Determine how many lines in the entries below hold "component". Respond with that number only.

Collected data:

● ● ● ●

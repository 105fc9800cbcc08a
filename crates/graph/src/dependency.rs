//! Prerequisite graph built by walking `depends` edges.

use crate::{DependencyNode, Error, Result};
use petgraph::Direction;
use petgraph::algo::tarjan_scc;
use petgraph::graph::{DiGraph, NodeIndex};
use std::cmp::Reverse;
use std::collections::{BinaryHeap, HashMap, VecDeque};
use tracing::debug;

/// Directed graph of "must run before" relations between tools.
///
/// An edge `a -> b` means `a` is a prerequisite of `b`. Node indices follow
/// discovery order, which is also the tie-break used by
/// [`execution_order`](Self::execution_order).
#[derive(Debug, Default, Clone)]
pub struct DependencyGraph {
    graph: DiGraph<String, ()>,
    name_to_node: HashMap<String, NodeIndex>,
}

impl DependencyGraph {
    /// Create an empty graph.
    #[must_use]
    pub fn new() -> Self {
        Self::default()
    }

    /// Add a tool node, returning the existing index if already present.
    pub fn add_tool(&mut self, name: &str) -> NodeIndex {
        if let Some(&node) = self.name_to_node.get(name) {
            return node;
        }
        let node = self.graph.add_node(name.to_string());
        self.name_to_node.insert(name.to_string(), node);
        node
    }

    /// Record that `prerequisite` must run before `dependent`.
    pub fn add_prerequisite(&mut self, prerequisite: &str, dependent: &str) {
        let from = self.add_tool(prerequisite);
        let to = self.add_tool(dependent);
        self.graph.update_edge(from, to, ());
    }

    /// Build the graph reachable from `target` by walking `depends` edges
    /// breadth-first.
    ///
    /// `lookup` resolves a name to its node. The graph may contain cycles;
    /// call [`execution_order`](Self::execution_order) to validate it.
    ///
    /// # Errors
    ///
    /// Returns [`Error::UnknownTool`] if `target` cannot be looked up and
    /// [`Error::MissingDependency`] if any reachable dependency cannot.
    pub fn build_for_target<'a, N, F>(target: &str, lookup: F) -> Result<Self>
    where
        N: DependencyNode + 'a,
        F: Fn(&str) -> Option<&'a N>,
    {
        let mut graph = Self::new();
        let mut queue = VecDeque::from([target.to_string()]);

        if lookup(target).is_none() {
            return Err(Error::UnknownTool {
                name: target.to_string(),
            });
        }
        graph.add_tool(target);
        debug!(target, "Building dependency graph");

        while let Some(current) = queue.pop_front() {
            let Some(node) = lookup(&current) else {
                continue;
            };
            for dependency in node.dependency_names() {
                if lookup(dependency).is_none() {
                    return Err(Error::MissingDependency {
                        tool: current.clone(),
                        dependency: dependency.to_string(),
                    });
                }
                if !graph.contains(dependency) {
                    queue.push_back(dependency.to_string());
                }
                graph.add_prerequisite(dependency, &current);
            }
        }

        debug!(target, tools = graph.tool_count(), "Dependency graph built");
        Ok(graph)
    }

    /// All cycles in the graph.
    ///
    /// Each cycle is a strongly connected component with more than one node,
    /// or a single node depending on itself. Names inside a cycle and the
    /// cycles themselves are sorted so reports are stable.
    #[must_use]
    pub fn find_cycles(&self) -> Vec<Vec<String>> {
        let mut cycles: Vec<Vec<String>> = tarjan_scc(&self.graph)
            .into_iter()
            .filter(|component| {
                component.len() > 1
                    || self.graph.contains_edge(component[0], component[0])
            })
            .map(|component| {
                let mut names: Vec<String> = component
                    .into_iter()
                    .map(|idx| self.graph[idx].clone())
                    .collect();
                names.sort();
                names
            })
            .collect();
        cycles.sort();
        cycles
    }

    /// Check if the graph has cycles.
    #[must_use]
    pub fn has_cycles(&self) -> bool {
        !self.find_cycles().is_empty()
    }

    /// Tool names in an order where every prerequisite precedes its
    /// dependents.
    ///
    /// Among tools that are ready at the same time, the one discovered first
    /// runs first.
    ///
    /// # Errors
    ///
    /// Returns [`Error::CycleDetected`] listing every cycle.
    pub fn execution_order(&self) -> Result<Vec<String>> {
        let cycles = self.find_cycles();
        if !cycles.is_empty() {
            return Err(Error::CycleDetected { cycles });
        }

        let mut in_degree: Vec<usize> = self
            .graph
            .node_indices()
            .map(|idx| {
                self.graph
                    .neighbors_directed(idx, Direction::Incoming)
                    .count()
            })
            .collect();
        let mut ready: BinaryHeap<Reverse<usize>> = in_degree
            .iter()
            .enumerate()
            .filter(|(_, degree)| **degree == 0)
            .map(|(idx, _)| Reverse(idx))
            .collect();

        let mut order = Vec::with_capacity(self.graph.node_count());
        while let Some(Reverse(idx)) = ready.pop() {
            let node = NodeIndex::new(idx);
            order.push(self.graph[node].clone());
            for next in self.graph.neighbors_directed(node, Direction::Outgoing) {
                let degree = &mut in_degree[next.index()];
                *degree -= 1;
                if *degree == 0 {
                    ready.push(Reverse(next.index()));
                }
            }
        }

        Ok(order)
    }

    /// Get the number of tools in the graph.
    #[must_use]
    pub fn tool_count(&self) -> usize {
        self.graph.node_count()
    }

    /// Check if a tool exists in the graph.
    #[must_use]
    pub fn contains(&self, name: &str) -> bool {
        self.name_to_node.contains_key(name)
    }
}

#[cfg(test)]
mod tests {
    use super::*;
    use std::collections::HashMap;

    struct Node(Vec<String>);

    impl DependencyNode for Node {
        fn dependency_names(&self) -> impl Iterator<Item = &str> {
            self.0.iter().map(String::as_str)
        }
    }

    fn table(entries: &[(&str, &[&str])]) -> HashMap<String, Node> {
        entries
            .iter()
            .map(|(name, deps)| {
                (
                    (*name).to_string(),
                    Node(deps.iter().map(|d| (*d).to_string()).collect()),
                )
            })
            .collect()
    }

    fn order_for(tools: &HashMap<String, Node>, target: &str) -> Result<Vec<String>> {
        DependencyGraph::build_for_target(target, |name| tools.get(name))?.execution_order()
    }

    #[test]
    fn test_no_dependencies() {
        let tools = table(&[("A", &[])]);
        assert_eq!(order_for(&tools, "A").unwrap(), vec!["A"]);
    }

    #[test]
    fn test_single_dependency() {
        let tools = table(&[("C", &["D"]), ("D", &[])]);
        assert_eq!(order_for(&tools, "C").unwrap(), vec!["D", "C"]);
    }

    #[test]
    fn test_complex_dependencies() {
        let tools = table(&[
            ("A", &["B", "C"]),
            ("B", &["D"]),
            ("C", &[]),
            ("D", &["C"]),
            ("E", &["B", "C"]),
        ]);
        assert_eq!(order_for(&tools, "A").unwrap(), vec!["C", "D", "B", "A"]);
    }

    #[test]
    fn test_siblings_keep_declaration_order() {
        let tools = table(&[("A", &["B", "C"]), ("B", &[]), ("C", &[])]);
        assert_eq!(order_for(&tools, "A").unwrap(), vec!["B", "C", "A"]);
    }

    #[test]
    fn test_shared_dependency_appears_once() {
        let tools = table(&[
            ("A", &["B", "C"]),
            ("B", &["D"]),
            ("C", &["D"]),
            ("D", &[]),
        ]);
        let order = order_for(&tools, "A").unwrap();
        assert_eq!(order.iter().filter(|n| *n == "D").count(), 1);
        assert_eq!(order.first().map(String::as_str), Some("D"));
    }

    #[test]
    fn test_cycle_detection() {
        let tools = table(&[
            ("A", &["B"]),
            ("B", &["D"]),
            ("C", &[]),
            ("D", &["E"]),
            ("E", &["B", "C"]),
        ]);
        let err = order_for(&tools, "A").unwrap_err();
        match err {
            Error::CycleDetected { cycles } => {
                assert_eq!(cycles, vec![vec!["B", "D", "E"]]);
            }
            other => panic!("Expected cycle error, got {other:?}"),
        }
    }

    #[test]
    fn test_self_dependency_cycle() {
        let tools = table(&[("A", &["A"])]);
        let graph = DependencyGraph::build_for_target("A", |name| tools.get(name)).unwrap();
        assert!(graph.has_cycles());
        assert_eq!(graph.find_cycles(), vec![vec!["A"]]);
    }

    #[test]
    fn test_missing_dependency() {
        let tools = table(&[("A", &["ghost"])]);
        let err = DependencyGraph::build_for_target("A", |name| tools.get(name)).unwrap_err();
        assert_eq!(
            err,
            Error::MissingDependency {
                tool: "A".into(),
                dependency: "ghost".into(),
            }
        );
    }

    #[test]
    fn test_unknown_target() {
        let tools = table(&[]);
        let err = DependencyGraph::build_for_target("A", |name| tools.get(name)).unwrap_err();
        assert!(matches!(err, Error::UnknownTool { name } if name == "A"));
    }

    #[test]
    fn test_unreachable_tools_are_not_included() {
        let tools = table(&[("A", &["B"]), ("B", &[]), ("X", &["A"])]);
        let graph = DependencyGraph::build_for_target("A", |name| tools.get(name)).unwrap();
        assert_eq!(graph.tool_count(), 2);
        assert!(!graph.contains("X"));
    }
}
//! Package provider abstraction.
//!
//! A provider answers the three questions the resolver asks of a package
//! registry (which releases exist, which shared-dependency version a
//! release was built against, how to fetch it) and locates the executable
//! inside an installed package.

use crate::Result;
use async_trait::async_trait;
use std::collections::HashMap;
use std::path::{Path, PathBuf};
use std::sync::Arc;
use tokio::sync::RwLock;
use tracing::trace;

/// Source of packaged tools.
#[async_trait]
pub trait PackageProvider: Send + Sync {
    /// Short provider name for logs.
    fn name(&self) -> &'static str;

    /// All published versions of `package`, in any order.
    async fn list_versions(&self, package: &str) -> Result<Vec<String>>;

    /// Version of the shared dependency `dependency` declared by
    /// `package@version`, with range markers already removed. `None` when
    /// the release does not depend on it.
    async fn shared_dependency_version(
        &self,
        package: &str,
        version: &str,
        dependency: &str,
    ) -> Result<Option<String>>;

    /// Fetch `package@version` and unpack it into `dest`.
    ///
    /// `dest` exists and is empty. On success it must contain the package
    /// manifest.
    async fn install(&self, package: &str, version: &str, dest: &Path) -> Result<()>;

    /// Path of the executable inside an installed package.
    async fn locate_executable(&self, package: &str, version: &str, dest: &Path)
    -> Result<PathBuf>;
}

type SharedKey = (String, String, String);

/// Provider wrapper that remembers registry lookups for its lifetime.
///
/// Installs are never memoized; the package cache already makes them
/// idempotent.
pub struct MemoizedProvider {
    inner: Arc<dyn PackageProvider>,
    versions: RwLock<HashMap<String, Vec<String>>>,
    shared: RwLock<HashMap<SharedKey, Option<String>>>,
    executables: RwLock<HashMap<PathBuf, PathBuf>>,
}

impl MemoizedProvider {
    /// Wrap a provider.
    #[must_use]
    pub fn new(inner: Arc<dyn PackageProvider>) -> Self {
        Self {
            inner,
            versions: RwLock::new(HashMap::new()),
            shared: RwLock::new(HashMap::new()),
            executables: RwLock::new(HashMap::new()),
        }
    }
}

#[async_trait]
impl PackageProvider for MemoizedProvider {
    fn name(&self) -> &'static str {
        self.inner.name()
    }

    async fn list_versions(&self, package: &str) -> Result<Vec<String>> {
        if let Some(hit) = self.versions.read().await.get(package) {
            trace!(package, "Version list served from memo");
            return Ok(hit.clone());
        }
        let versions = self.inner.list_versions(package).await?;
        self.versions
            .write()
            .await
            .insert(package.to_string(), versions.clone());
        Ok(versions)
    }

    async fn shared_dependency_version(
        &self,
        package: &str,
        version: &str,
        dependency: &str,
    ) -> Result<Option<String>> {
        let key = (
            package.to_string(),
            version.to_string(),
            dependency.to_string(),
        );
        if let Some(hit) = self.shared.read().await.get(&key) {
            return Ok(hit.clone());
        }
        let shared = self
            .inner
            .shared_dependency_version(package, version, dependency)
            .await?;
        self.shared.write().await.insert(key, shared.clone());
        Ok(shared)
    }

    async fn install(&self, package: &str, version: &str, dest: &Path) -> Result<()> {
        self.inner.install(package, version, dest).await
    }

    async fn locate_executable(
        &self,
        package: &str,
        version: &str,
        dest: &Path,
    ) -> Result<PathBuf> {
        if let Some(hit) = self.executables.read().await.get(dest) {
            return Ok(hit.clone());
        }
        let path = self.inner.locate_executable(package, version, dest).await?;
        self.executables
            .write()
            .await
            .insert(dest.to_path_buf(), path.clone());
        Ok(path)
    }
}
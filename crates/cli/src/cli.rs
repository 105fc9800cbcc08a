use crate::tracing::{LogLevel, TracingFormat};
use clap::{Parser, Subcommand};
use std::path::PathBuf;

#[derive(Parser, Debug)]
#[command(name = "pipewright")]
#[command(about = "Resolve and run toolchains that turn source artifacts into target formats")]
#[command(long_about = None)]
#[command(version)]
pub struct Cli {
    #[command(subcommand)]
    pub command: Commands,

    #[arg(
        short = 'l',
        long,
        global = true,
        help = "Set logging level",
        default_value = "warn",
        value_enum
    )]
    pub level: LogLevel,

    #[arg(long, global = true, help = "Output logs and listings in JSON format")]
    pub json: bool,

    #[arg(long, global = true, help = "Path to a TOML configuration file")]
    pub config: Option<PathBuf>,

    #[arg(
        long,
        global = true,
        env = "PIPEWRIGHT_CACHE_DIR",
        help = "Directory holding installed tool packages"
    )]
    pub cache_dir: Option<PathBuf>,

    #[arg(
        short = 'u',
        long,
        global = true,
        help = "Query the registry on every lookup instead of reusing answers"
    )]
    pub update_cache: bool,
}

impl Cli {
    /// Log format selected by the global flags.
    pub const fn tracing_format(&self) -> TracingFormat {
        if self.json {
            TracingFormat::Json
        } else {
            TracingFormat::Compact
        }
    }
}

#[derive(Subcommand, Debug)]
pub enum Commands {
    #[command(about = "Transform an input file (or stdin) into the target type")]
    Run {
        #[arg(help = "Input file; reads stdin when omitted")]
        file: Option<PathBuf>,
        #[arg(short = 't', long, help = "Target artifact type")]
        to: String,
        #[arg(short = 'd', long = "depends", help = "Tools that must run before the output")]
        depends: Vec<String>,
    },
    #[command(about = "Show the toolchain that would produce the target type")]
    ShowToolchain {
        #[arg(help = "Input file; reads stdin when neither it nor --from is given")]
        file: Option<PathBuf>,
        #[arg(short = 't', long, help = "Target artifact type")]
        to: String,
        #[arg(
            short = 'f',
            long,
            conflicts_with = "file",
            help = "Source artifact type, instead of inspecting an input"
        )]
        from: Option<String>,
        #[arg(short = 'd', long = "depends", help = "Tools that must run before the output")]
        depends: Vec<String>,
    },
    #[command(about = "List tools that accept raw input")]
    ListInputs,
    #[command(about = "List installed tool packages")]
    ListInstalled,
}

pub fn parse() -> Cli {
    Cli::parse()
}

#[cfg(test)]
mod tests {
    use super::*;

    #[test]
    fn test_cli_default_values() {
        let cli = Cli::try_parse_from(["pipewright", "list-inputs"]).unwrap();

        assert_eq!(cli.level, LogLevel::Warn);
        assert!(!cli.json);
        assert!(!cli.update_cache);
        assert!(cli.config.is_none());
        assert_eq!(cli.tracing_format(), TracingFormat::Compact);
        assert!(matches!(cli.command, Commands::ListInputs));
    }

    #[test]
    fn test_run_command() {
        let cli = Cli::try_parse_from([
            "pipewright",
            "run",
            "program.lisp",
            "--to",
            "svg",
            "--depends",
            "typify",
            "-d",
            "check",
        ])
        .unwrap();

        let Commands::Run { file, to, depends } = cli.command else {
            panic!("Expected Run command");
        };
        assert_eq!(file, Some(PathBuf::from("program.lisp")));
        assert_eq!(to, "svg");
        assert_eq!(depends, vec!["typify", "check"]);
    }

    #[test]
    fn test_run_reads_stdin_without_file() {
        let cli = Cli::try_parse_from(["pipewright", "run", "-t", "kgraph"]).unwrap();
        let Commands::Run { file, .. } = cli.command else {
            panic!("Expected Run command");
        };
        assert!(file.is_none());
    }

    #[test]
    fn test_run_requires_target() {
        assert!(Cli::try_parse_from(["pipewright", "run", "program.lisp"]).is_err());
    }

    #[test]
    fn test_show_toolchain_from_type() {
        let cli = Cli::try_parse_from([
            "pipewright",
            "show-toolchain",
            "--from",
            "portgraph",
            "--to",
            "svg",
        ])
        .unwrap();

        let Commands::ShowToolchain { file, to, from, .. } = cli.command else {
            panic!("Expected ShowToolchain command");
        };
        assert!(file.is_none());
        assert_eq!(to, "svg");
        assert_eq!(from.as_deref(), Some("portgraph"));
    }

    #[test]
    fn test_show_toolchain_file_conflicts_with_from() {
        let result = Cli::try_parse_from([
            "pipewright",
            "show-toolchain",
            "program.lisp",
            "--from",
            "lisgy",
            "--to",
            "svg",
        ]);
        assert!(result.is_err());
    }

    #[test]
    fn test_global_flags() {
        let cli = Cli::try_parse_from([
            "pipewright",
            "list-installed",
            "--json",
            "--level",
            "debug",
            "--cache-dir",
            "/tmp/pipewright",
            "-u",
        ])
        .unwrap();

        assert!(cli.json);
        assert!(cli.update_cache);
        assert_eq!(cli.level, LogLevel::Debug);
        assert_eq!(cli.cache_dir, Some(PathBuf::from("/tmp/pipewright")));
        assert_eq!(cli.tracing_format(), TracingFormat::Json);
        assert!(matches!(cli.command, Commands::ListInstalled));
    }

    #[test]
    fn test_invalid_log_level() {
        let result = Cli::try_parse_from(["pipewright", "--level", "invalid", "list-inputs"]);
        assert!(result.is_err());
    }

    #[test]
    fn test_missing_subcommand() {
        assert!(Cli::try_parse_from(["pipewright"]).is_err());
    }

    #[test]
    fn test_help_flag() {
        let err = Cli::try_parse_from(["pipewright", "--help"]).unwrap_err();
        assert_eq!(err.kind(), clap::error::ErrorKind::DisplayHelp);
    }
}
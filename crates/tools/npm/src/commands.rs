//! npm CLI command wrappers.
//!
//! Thin async wrappers around the `npm` executable plus parsers for its
//! `--json` output. Every command takes the program to run so tests and
//! callers can substitute a different npm.

use pipewright_core::{Error, Result};
use std::path::Path;
use tokio::process::Command;
use tracing::debug;

/// List every published version of `package` (`npm view <pkg> versions`).
///
/// # Errors
///
/// Returns a provider error if npm fails or prints something other than a
/// version list.
pub async fn view_versions(npm: &Path, package: &str) -> Result<Vec<String>> {
    let stdout = run(npm, &["view", package, "versions", "--json"], None).await?;
    parse_versions(&stdout)
}

/// The declared version of `dependency` in `package@version`, with range
/// markers removed, or `None` if the release does not depend on it.
///
/// # Errors
///
/// Returns a provider error if npm fails.
pub async fn view_dependency(
    npm: &Path,
    package: &str,
    version: &str,
    dependency: &str,
) -> Result<Option<String>> {
    let spec = format!("{package}@{version}");
    let field = format!("dependencies.{dependency}");
    let stdout = run(npm, &["view", &spec, &field, "--json"], None).await?;
    Ok(parse_dependency(&stdout))
}

/// Download the tarball of `package@version` into `dir`, returning its
/// path (`npm pack`).
///
/// # Errors
///
/// Returns a provider error if npm fails or names no tarball.
pub async fn pack(npm: &Path, package: &str, version: &str, dir: &Path) -> Result<std::path::PathBuf> {
    let spec = format!("{package}@{version}");
    let stdout = run(npm, &["pack", &spec, "--silent"], Some(dir)).await?;
    let name = stdout
        .lines()
        .map(str::trim)
        .rfind(|line| !line.is_empty())
        .ok_or_else(|| Error::provider(format!("npm pack {spec} produced no tarball")))?;
    Ok(dir.join(name))
}

/// Install the runtime dependencies of the package unpacked in `dir`.
///
/// # Errors
///
/// Returns a provider error if npm fails.
pub async fn install_production(npm: &Path, dir: &Path) -> Result<()> {
    run(
        npm,
        &["install", "--omit=dev", "--no-audit", "--no-fund", "--silent"],
        Some(dir),
    )
    .await
    .map(drop)
}

async fn run(npm: &Path, args: &[&str], cwd: Option<&Path>) -> Result<String> {
    debug!(npm = %npm.display(), ?args, "Running npm");

    let mut cmd = Command::new(npm);
    cmd.args(args);
    if let Some(cwd) = cwd {
        cmd.current_dir(cwd);
    }
    let output = cmd
        .output()
        .await
        .map_err(|e| Error::provider(format!("Failed to run {}: {e}", npm.display())))?;

    if !output.status.success() {
        let stderr = String::from_utf8_lossy(&output.stderr);
        return Err(Error::provider(format!(
            "npm {} failed: {}",
            args.join(" "),
            stderr.trim()
        )));
    }

    Ok(String::from_utf8_lossy(&output.stdout).into_owned())
}

/// Parse `npm view <pkg> versions --json`. npm prints a bare string when a
/// package has a single version.
///
/// # Errors
///
/// Returns a provider error on anything but a string or a string array.
pub fn parse_versions(stdout: &str) -> Result<Vec<String>> {
    if stdout.trim().is_empty() {
        return Ok(Vec::new());
    }
    let value: serde_json::Value = serde_json::from_str(stdout)
        .map_err(|e| Error::provider(format!("Invalid npm version list: {e}")))?;
    match value {
        serde_json::Value::String(version) => Ok(vec![version]),
        serde_json::Value::Array(items) => items
            .into_iter()
            .map(|item| match item {
                serde_json::Value::String(version) => Ok(version),
                other => Err(Error::provider(format!("Unexpected version entry {other}"))),
            })
            .collect(),
        other => Err(Error::provider(format!("Unexpected npm version list {other}"))),
    }
}

/// Parse `npm view <pkg>@<v> dependencies.<dep> --json`. Empty output means
/// the dependency is absent.
#[must_use]
pub fn parse_dependency(stdout: &str) -> Option<String> {
    let trimmed = stdout.trim();
    if trimmed.is_empty() || trimmed == "undefined" {
        return None;
    }
    let raw = match serde_json::from_str::<serde_json::Value>(trimmed) {
        Ok(serde_json::Value::String(range)) => range,
        Ok(_) => return None,
        Err(_) => trimmed.trim_matches('"').to_string(),
    };
    let stripped = raw.trim_start_matches(['^', '~']).to_string();
    (!stripped.is_empty()).then_some(stripped)
}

● ● ● ●

# [Task output]
6